▶ **What the task asks**:
Take the line that contains "pub type Result<T>" in the data below and each line after it, through the last, and repeat them unchanged.
#### Records to process ####
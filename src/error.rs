use thiserror::Error;

use crate::domain::error::DomainError;

/// Configuration-related errors with structured variants.
#[derive(Error, Debug)]
pub enum ConfigError {
    #[error("missing required field: {field}")]
    MissingField { field: &'static str },

    #[error("invalid value for {field}: {reason}")]
    InvalidValue { field: &'static str, reason: String },

    #[error("failed to read config file: {0}")]
    ReadFile(#[source] std::io::Error),

    #[error("failed to parse config: {0}")]
    Parse(#[source] toml::de::Error),
}

/// Persistence errors raised by pick stores.
#[derive(Error, Debug)]
pub enum StoreError {
    #[error("failed to read store {path}: {source}")]
    Read {
        path: String,
        #[source]
        source: std::io::Error,
    },

    #[error("failed to write store {path}: {source}")]
    Write {
        path: String,
        #[source]
        source: std::io::Error,
    },

    #[error("corrupt store document {path}: {source}")]
    Corrupt {
        path: String,
        #[source]
        source: serde_json::Error,
    },

    #[error("store unavailable: {0}")]
    Unavailable(String),
}

#[derive(Error, Debug)]
pub enum Error {
    #[error(transparent)]
    Config(#[from] ConfigError),

    #[error(transparent)]
    Domain(#[from] DomainError),

    #[error(transparent)]
    Store(#[from] StoreError),

    #[error("game feed is empty")]
    EmptyFeed,

    #[error("JSON parsing error: {0}")]
    Json(#[from] serde_json::Error),

    #[error("IO error: {0}")]
    Io(#[from] std::io::Error),

    #[error("parse error: {0}")]
    Parse(String),
}

pub type Result<T> = std::result::Result<T, Error>;

impl Error {
    /// Whether retrying the failed operation could succeed.
    #[must_use]
    pub const fn is_retryable(&self) -> bool {
        matches!(
            self,
            Error::Io(_)
                | Error::Store(
                    StoreError::Read { .. } | StoreError::Write { .. } | StoreError::Unavailable(_)
                )
        )
    }
}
####
▶ **Worked solution**:
pub type Result<T> = std::result::Result<T, Error>;

impl Error {
    /// Whether retrying the failed operation could succeed.
    #[must_use]
    pub const fn is_retryable(&self) -> bool {
        matches!(
            self,
            Error::Io(_)
                | Error::Store(
                    StoreError::Read { .. } | StoreError::Write { .. } | StoreError::Unavailable(_)
                )
        )
    }
}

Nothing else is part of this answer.